** Source records follows **
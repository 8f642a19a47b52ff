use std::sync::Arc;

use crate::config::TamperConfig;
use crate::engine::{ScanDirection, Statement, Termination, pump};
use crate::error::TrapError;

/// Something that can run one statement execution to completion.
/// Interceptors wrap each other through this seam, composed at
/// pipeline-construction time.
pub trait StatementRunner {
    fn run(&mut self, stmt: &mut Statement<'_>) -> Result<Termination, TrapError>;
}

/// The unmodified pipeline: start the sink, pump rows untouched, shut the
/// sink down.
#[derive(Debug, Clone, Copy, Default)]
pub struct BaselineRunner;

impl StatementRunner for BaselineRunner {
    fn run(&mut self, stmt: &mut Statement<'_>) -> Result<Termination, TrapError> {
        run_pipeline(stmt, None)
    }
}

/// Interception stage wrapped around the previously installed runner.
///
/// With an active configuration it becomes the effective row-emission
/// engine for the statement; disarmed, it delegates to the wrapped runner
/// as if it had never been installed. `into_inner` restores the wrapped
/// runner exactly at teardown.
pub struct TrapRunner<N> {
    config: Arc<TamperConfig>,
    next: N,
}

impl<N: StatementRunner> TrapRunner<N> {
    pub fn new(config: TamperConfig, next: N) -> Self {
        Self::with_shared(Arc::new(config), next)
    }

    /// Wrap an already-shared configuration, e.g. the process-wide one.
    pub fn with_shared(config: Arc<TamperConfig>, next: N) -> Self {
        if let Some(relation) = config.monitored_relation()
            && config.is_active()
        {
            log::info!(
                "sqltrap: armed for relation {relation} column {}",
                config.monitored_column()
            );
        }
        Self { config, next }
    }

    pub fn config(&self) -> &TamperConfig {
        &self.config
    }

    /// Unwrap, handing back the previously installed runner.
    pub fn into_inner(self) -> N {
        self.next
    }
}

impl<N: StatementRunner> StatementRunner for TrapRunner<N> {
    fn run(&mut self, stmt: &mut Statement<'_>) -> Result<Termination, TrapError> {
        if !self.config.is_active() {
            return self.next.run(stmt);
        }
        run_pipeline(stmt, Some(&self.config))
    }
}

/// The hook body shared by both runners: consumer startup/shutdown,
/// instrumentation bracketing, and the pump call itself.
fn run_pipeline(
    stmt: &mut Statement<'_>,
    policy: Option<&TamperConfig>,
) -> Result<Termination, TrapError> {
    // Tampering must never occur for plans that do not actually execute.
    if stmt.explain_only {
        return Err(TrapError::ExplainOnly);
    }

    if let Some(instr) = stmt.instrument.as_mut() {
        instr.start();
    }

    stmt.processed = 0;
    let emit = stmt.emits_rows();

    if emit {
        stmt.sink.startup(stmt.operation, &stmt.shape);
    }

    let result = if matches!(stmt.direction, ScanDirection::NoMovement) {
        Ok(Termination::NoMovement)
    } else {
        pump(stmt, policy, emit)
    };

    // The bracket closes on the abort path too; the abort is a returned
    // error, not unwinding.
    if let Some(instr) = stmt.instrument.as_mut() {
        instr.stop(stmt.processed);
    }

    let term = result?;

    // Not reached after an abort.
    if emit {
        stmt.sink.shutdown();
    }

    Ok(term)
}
** End of Source records **
** Source records follows **
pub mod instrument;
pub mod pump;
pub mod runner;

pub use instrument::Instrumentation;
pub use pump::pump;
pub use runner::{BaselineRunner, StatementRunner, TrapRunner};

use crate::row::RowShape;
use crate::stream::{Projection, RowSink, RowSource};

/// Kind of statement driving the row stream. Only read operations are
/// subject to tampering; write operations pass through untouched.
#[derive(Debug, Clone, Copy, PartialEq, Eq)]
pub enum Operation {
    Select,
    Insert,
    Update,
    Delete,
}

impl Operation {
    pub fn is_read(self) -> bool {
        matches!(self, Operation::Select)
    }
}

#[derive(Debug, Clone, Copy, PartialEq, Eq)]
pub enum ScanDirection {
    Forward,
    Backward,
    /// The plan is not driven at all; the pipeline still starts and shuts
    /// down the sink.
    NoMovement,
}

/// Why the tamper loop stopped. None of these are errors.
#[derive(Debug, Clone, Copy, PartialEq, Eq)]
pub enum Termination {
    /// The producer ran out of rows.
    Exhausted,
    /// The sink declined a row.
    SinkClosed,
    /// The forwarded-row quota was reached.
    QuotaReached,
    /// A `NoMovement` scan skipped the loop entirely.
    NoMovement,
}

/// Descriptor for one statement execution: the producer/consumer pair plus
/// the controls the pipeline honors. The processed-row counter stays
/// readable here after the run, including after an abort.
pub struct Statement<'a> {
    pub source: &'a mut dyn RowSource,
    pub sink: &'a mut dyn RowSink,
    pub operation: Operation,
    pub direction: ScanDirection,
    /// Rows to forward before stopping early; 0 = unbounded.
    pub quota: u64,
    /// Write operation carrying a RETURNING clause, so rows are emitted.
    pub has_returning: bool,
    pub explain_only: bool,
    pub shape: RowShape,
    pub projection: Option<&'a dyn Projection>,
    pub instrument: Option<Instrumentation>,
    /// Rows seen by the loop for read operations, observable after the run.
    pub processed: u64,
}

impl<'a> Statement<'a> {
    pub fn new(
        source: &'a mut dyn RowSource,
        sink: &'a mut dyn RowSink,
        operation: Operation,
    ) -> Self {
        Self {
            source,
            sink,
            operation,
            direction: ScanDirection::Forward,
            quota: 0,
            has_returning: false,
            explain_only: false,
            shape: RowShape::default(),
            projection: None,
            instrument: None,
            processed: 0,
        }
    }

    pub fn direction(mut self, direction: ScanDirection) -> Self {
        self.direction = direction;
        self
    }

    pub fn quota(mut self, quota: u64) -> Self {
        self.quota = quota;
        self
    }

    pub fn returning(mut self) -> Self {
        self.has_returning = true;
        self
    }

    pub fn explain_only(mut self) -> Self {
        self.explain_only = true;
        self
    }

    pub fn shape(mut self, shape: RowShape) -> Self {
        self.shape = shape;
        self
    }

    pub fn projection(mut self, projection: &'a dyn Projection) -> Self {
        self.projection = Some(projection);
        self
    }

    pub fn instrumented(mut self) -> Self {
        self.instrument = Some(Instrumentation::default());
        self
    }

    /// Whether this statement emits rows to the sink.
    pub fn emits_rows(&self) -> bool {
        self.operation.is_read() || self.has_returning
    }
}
** End of Source records **
- Task objective: From the records above, reproduce exactly the lines from the one with "producer/consumer pair plus" to the one with "pub struct Statement<'a>", both included, and no others.

- Completed exercise:
/// Descriptor for one statement execution: the producer/consumer pair plus
/// the controls the pipeline honors. The processed-row counter stays
/// readable here after the run, including after an abort.
pub struct Statement<'a> {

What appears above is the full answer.